Entries taken from a collection
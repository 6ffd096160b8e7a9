use serde::Serialize;

use crate::api::MissionRecord;
use crate::date_util::{duration_string, format_unix_seconds};
use crate::reference::items;
use crate::reference::ReferenceData;

/// Launch window during which the game handed out inflated capacities.
const BUGGED_CAPACITY_AFTER: f64 = 1_712_721_600.0;
const BUGGED_CAPACITY_BEFORE: f64 = 1_713_286_800.0;

pub const HEADERS: [&str; 14] = [
    "ID",
    "Ship",
    "Duration Type",
    "Level",
    "Launched at",
    "Returned at",
    "Duration",
    "Capacity",
    "Nominal Capacity",
    "Double Capacity",
    "Bugged Capacity",
    "Target",
    "Drops",
    "Drop Details",
];

#[derive(Debug, Clone, PartialEq)]
pub enum Cell {
    Text(String),
    Number(f64),
    Bool(bool),
    Empty,
}

impl Cell {
    /// Delimited-text rendering.
    pub fn to_text(&self) -> String {
        match self {
            Cell::Text(s) => s.clone(),
            Cell::Number(n) => n.to_string(),
            Cell::Bool(b) => b.to_string(),
            Cell::Empty => String::new(),
        }
    }
}

/// One flattened mission.
#[derive(Debug, Clone, PartialEq, Serialize)]
pub struct MissionRow {
    pub id: String,
    pub ship: String,
    pub duration_type: String,
    pub level: u32,
    pub launched_at: String,
    pub returned_at: String,
    pub duration: String,
    pub capacity: u32,
    pub nominal_capacity: Option<f64>,
    pub is_dub_cap: bool,
    pub is_bugged_cap: bool,
    pub target: String,
    pub drop_count: usize,
    pub drop_details: String,
    #[serde(skip)]
    pub launched_timestamp: f64,
}

impl MissionRow {
    pub fn from_record(
        record: &MissionRecord,
        reference: &ReferenceData,
        dub_cap_multiplier: f64,
    ) -> Self {
        let nominal_capacity =
            reference.nominal_capacity(record.ship, record.duration_type, record.level);
        let capacity = f64::from(record.capacity);
        let is_dub_cap = nominal_capacity
            .map(|nominal| nominal > 0.0 && capacity >= nominal * dub_cap_multiplier)
            .unwrap_or(false);
        let launched = record.start_timestamp;
        let is_bugged_cap = launched > BUGGED_CAPACITY_AFTER && launched < BUGGED_CAPACITY_BEFORE;

        let drop_details = record
            .drops
            .iter()
            .map(|d| items::display(&d.name, d.level, d.rarity))
            .collect::<Vec<_>>()
            .join("; ");

        Self {
            id: record.identifier.clone(),
            ship: record.ship.name().to_string(),
            duration_type: record.duration_type.display().to_string(),
            level: record.level,
            launched_at: format_unix_seconds(launched),
            returned_at: format_unix_seconds(record.return_timestamp()),
            duration: duration_string(record.duration_seconds),
            capacity: record.capacity,
            nominal_capacity,
            is_dub_cap,
            is_bugged_cap,
            target: record
                .target
                .as_deref()
                .map(items::cased_name)
                .unwrap_or_default(),
            drop_count: record.drops.len(),
            drop_details,
            launched_timestamp: launched,
        }
    }

    pub fn cells(&self) -> Vec<Cell> {
        vec![
            Cell::Text(self.id.clone()),
            Cell::Text(self.ship.clone()),
            Cell::Text(self.duration_type.clone()),
            Cell::Number(f64::from(self.level)),
            Cell::Text(self.launched_at.clone()),
            Cell::Text(self.returned_at.clone()),
            Cell::Text(self.duration.clone()),
            Cell::Number(f64::from(self.capacity)),
            self.nominal_capacity.map(Cell::Number).unwrap_or(Cell::Empty),
            Cell::Bool(self.is_dub_cap),
            Cell::Bool(self.is_bugged_cap),
            Cell::Text(self.target.clone()),
            Cell::Number(self.drop_count as f64),
            Cell::Text(self.drop_details.clone()),
        ]
    }
}

/// Flatten every record, ordered by launch time. Ties keep store order.
pub fn build_rows(
    records: &[MissionRecord],
    reference: &ReferenceData,
    dub_cap_multiplier: f64,
) -> Vec<MissionRow> {
    let mut rows: Vec<MissionRow> = records
        .iter()
        .map(|r| MissionRow::from_record(r, reference, dub_cap_multiplier))
        .collect();
    rows.sort_by(|a, b| a.launched_timestamp.total_cmp(&b.launched_timestamp));
    rows
}
use rust_xlsxwriter::{Format, Workbook};

use super::row::{Cell, MissionRow, HEADERS};
use crate::error::Result;

const SHEET_NAME: &str = "Missions";

pub fn encode_xlsx(rows: &[MissionRow]) -> Result<Vec<u8>> {
    let mut workbook = Workbook::new();
    let bold = Format::new().set_bold();
    let worksheet = workbook.add_worksheet();
    worksheet.set_name(SHEET_NAME)?;

    for (col, header) in HEADERS.iter().enumerate() {
        worksheet.write_string_with_format(0, col as u16, *header, &bold)?;
    }
    worksheet.set_freeze_panes(1, 0)?;

    for (i, row) in rows.iter().enumerate() {
        let r = (i + 1) as u32;
        for (col, cell) in row.cells().into_iter().enumerate() {
            let c = col as u16;
            match cell {
                Cell::Text(s) => {
                    worksheet.write_string(r, c, s)?;
                }
                Cell::Number(n) => {
                    worksheet.write_number(r, c, n)?;
                }
                Cell::Bool(b) => {
                    worksheet.write_boolean(r, c, b)?;
                }
                Cell::Empty => {}
            }
        }
    }

    Ok(workbook.save_to_buffer()?)
}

Problem to work on: Search the entries for the word "items". Copy each line where it appears.

Reply:
use crate::reference::items;
            .map(|d| items::display(&d.name, d.level, d.rarity))
                .map(items::cased_name)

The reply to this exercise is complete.